10.15. Counterparts . This Agreement may be executed for the convenience of the parties in several counterparts, which are in all respects similar and each of which is to be deemed to be complete in and of itself, and any one of which may be introduced in evidence or used for any other purpose with the production of the other counterparts thereof.

10.16 Consent to Jurisdiction . The Borrower irrevocably submits to jurisdiction of any state or federal court sitting in the Commonwealth of Virginia or the State of Maryland over any suit, action or proceeding arising out of or relating to this Agreement, the Notes or any other Loan Documents. The undersigned irrevocably waives, to the fullest extent permitted by law, any objection that the undersigned may now or hereafter have to the venue of any such suit, action or proceeding brought in any such court and any claim that any such suit, action or proceeding brought in any such court has been brought in an inconvenient forum. Final judgment in any such court shall be conclusive and binding and may be enforced in any court in which the undersigned is subject to jurisdiction by a suit upon such judgment provided that service of process is effected as provided herein or as otherwise permitted by applicable law.

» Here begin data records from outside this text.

use iced::widget::text_input::{Catalog, Status, Style, StyleFn};
use iced::{Background, Border};

use super::palette::TextInputPalette;
use super::Theme;

impl Catalog for Theme {
    type Class<'a> = StyleFn<'a, Self>;

    fn default<'a>() -> Self::Class<'a> {
        Box::new(primary)
    }

    fn style(&self, class: &Self::Class<'_>, status: Status) -> Style {
        class(self, status)
    }
}

pub fn primary(theme: &Theme, status: Status) -> Style {
    let input = &theme.colors.text_inputs.primary;
    match status {
        Status::Disabled => styled(&input.disabled),
        _ => styled(&input.active),
    }
}

pub fn invalid(theme: &Theme, status: Status) -> Style {
    let input = &theme.colors.text_inputs.invalid;
    match status {
        Status::Disabled => styled(&input.disabled),
        _ => styled(&input.active),
    }
}

fn styled(p: &TextInputPalette) -> Style {
    Style {
        background: Background::Color(p.background),
        border: p
            .border
            .map(|color| Border {
                radius: 25.0.into(),
                width: 1.0,
                color,
            })
            .unwrap_or_default(),
        icon: p.icon,
        placeholder: p.placeholder,
        value: p.value,
        selection: p.selection,
    }
}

10.17 Service of Process . The Borrower hereby consents to process being served in any suit, action or proceeding instituted in the Commonwealth of Virginia or the State of Maryland in connection with the Loans by (i) the mailing of a copy thereof by certified mail, postage prepaid, return receipt requested, to the Borrower at the address set forth in the Notices section of this Agreement and (ii) serving a copy thereof upon the Borrower’s registered agent for service of process. The undersigned irrevocably agrees that such service shall be deemed to be service of process upon the undersigned in any such suit, action or proceeding. Nothing in this Agreement shall affect the right of the Lender otherwise to bring proceedings against the undersigned in the courts of any jurisdiction or jurisdictions.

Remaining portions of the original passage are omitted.